▶ Provided material:
------------------------------

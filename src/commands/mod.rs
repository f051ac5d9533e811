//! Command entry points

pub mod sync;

------------------------------

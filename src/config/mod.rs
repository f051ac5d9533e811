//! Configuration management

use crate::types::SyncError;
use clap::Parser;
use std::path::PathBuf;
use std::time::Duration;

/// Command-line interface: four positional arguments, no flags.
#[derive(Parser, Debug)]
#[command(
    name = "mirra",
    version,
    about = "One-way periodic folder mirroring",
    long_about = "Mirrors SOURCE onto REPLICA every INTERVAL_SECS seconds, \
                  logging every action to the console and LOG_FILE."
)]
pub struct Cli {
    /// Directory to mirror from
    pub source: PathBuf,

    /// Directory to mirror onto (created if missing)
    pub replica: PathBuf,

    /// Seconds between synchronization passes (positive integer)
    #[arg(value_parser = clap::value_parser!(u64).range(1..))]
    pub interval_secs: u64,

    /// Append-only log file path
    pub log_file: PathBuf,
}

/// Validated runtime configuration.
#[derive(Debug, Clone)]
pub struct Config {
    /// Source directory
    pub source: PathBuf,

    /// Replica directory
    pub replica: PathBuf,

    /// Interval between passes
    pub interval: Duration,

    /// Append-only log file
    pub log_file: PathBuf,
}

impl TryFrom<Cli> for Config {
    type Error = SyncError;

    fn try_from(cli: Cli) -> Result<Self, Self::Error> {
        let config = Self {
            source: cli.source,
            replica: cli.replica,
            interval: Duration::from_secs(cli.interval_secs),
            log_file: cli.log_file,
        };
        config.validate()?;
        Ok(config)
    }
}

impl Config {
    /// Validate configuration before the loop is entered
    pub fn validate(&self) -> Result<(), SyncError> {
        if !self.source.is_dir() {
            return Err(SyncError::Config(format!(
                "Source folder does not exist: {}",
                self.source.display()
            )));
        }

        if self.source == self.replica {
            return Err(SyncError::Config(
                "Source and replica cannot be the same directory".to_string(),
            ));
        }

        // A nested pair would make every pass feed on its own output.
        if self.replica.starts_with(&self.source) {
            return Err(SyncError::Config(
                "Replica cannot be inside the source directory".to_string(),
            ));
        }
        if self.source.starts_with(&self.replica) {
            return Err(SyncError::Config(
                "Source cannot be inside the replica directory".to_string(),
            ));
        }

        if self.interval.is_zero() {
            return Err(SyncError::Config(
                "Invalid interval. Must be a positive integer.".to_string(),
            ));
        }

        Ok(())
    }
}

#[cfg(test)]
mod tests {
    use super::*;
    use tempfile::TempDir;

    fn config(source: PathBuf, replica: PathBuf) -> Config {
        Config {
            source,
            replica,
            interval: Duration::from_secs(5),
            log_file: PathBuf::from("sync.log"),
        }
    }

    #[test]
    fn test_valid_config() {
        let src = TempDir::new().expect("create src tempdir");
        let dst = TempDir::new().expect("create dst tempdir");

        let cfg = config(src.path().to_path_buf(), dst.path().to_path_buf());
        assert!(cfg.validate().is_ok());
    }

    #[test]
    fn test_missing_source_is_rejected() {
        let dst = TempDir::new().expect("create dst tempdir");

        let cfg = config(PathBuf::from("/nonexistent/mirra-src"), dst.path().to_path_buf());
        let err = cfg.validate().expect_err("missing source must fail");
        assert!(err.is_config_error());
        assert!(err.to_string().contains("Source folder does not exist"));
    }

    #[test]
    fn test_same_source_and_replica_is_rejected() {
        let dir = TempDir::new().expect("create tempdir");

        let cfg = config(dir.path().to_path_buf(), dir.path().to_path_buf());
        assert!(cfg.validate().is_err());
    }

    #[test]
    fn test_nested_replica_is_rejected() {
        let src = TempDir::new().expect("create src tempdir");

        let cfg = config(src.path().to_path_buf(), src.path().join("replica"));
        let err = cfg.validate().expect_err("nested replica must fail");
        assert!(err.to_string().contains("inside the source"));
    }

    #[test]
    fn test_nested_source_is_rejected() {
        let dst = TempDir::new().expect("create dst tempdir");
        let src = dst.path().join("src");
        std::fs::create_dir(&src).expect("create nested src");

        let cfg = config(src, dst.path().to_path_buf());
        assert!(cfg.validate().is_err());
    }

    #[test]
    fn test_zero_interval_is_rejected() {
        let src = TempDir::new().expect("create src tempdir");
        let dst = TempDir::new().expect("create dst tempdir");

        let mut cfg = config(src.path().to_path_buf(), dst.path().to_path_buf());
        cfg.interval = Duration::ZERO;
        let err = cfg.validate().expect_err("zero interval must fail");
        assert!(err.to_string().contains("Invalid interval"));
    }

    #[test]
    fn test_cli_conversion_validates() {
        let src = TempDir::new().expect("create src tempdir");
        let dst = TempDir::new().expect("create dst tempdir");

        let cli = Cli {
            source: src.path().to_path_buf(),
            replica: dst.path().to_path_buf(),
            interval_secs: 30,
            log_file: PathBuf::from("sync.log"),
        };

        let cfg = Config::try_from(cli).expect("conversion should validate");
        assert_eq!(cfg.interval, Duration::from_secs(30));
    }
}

------------------------------

Extract each line from the entries above that contains the string "filename".

▶ Answer to this task:
filename src/commands/mod.rs
filename src/config/mod.rs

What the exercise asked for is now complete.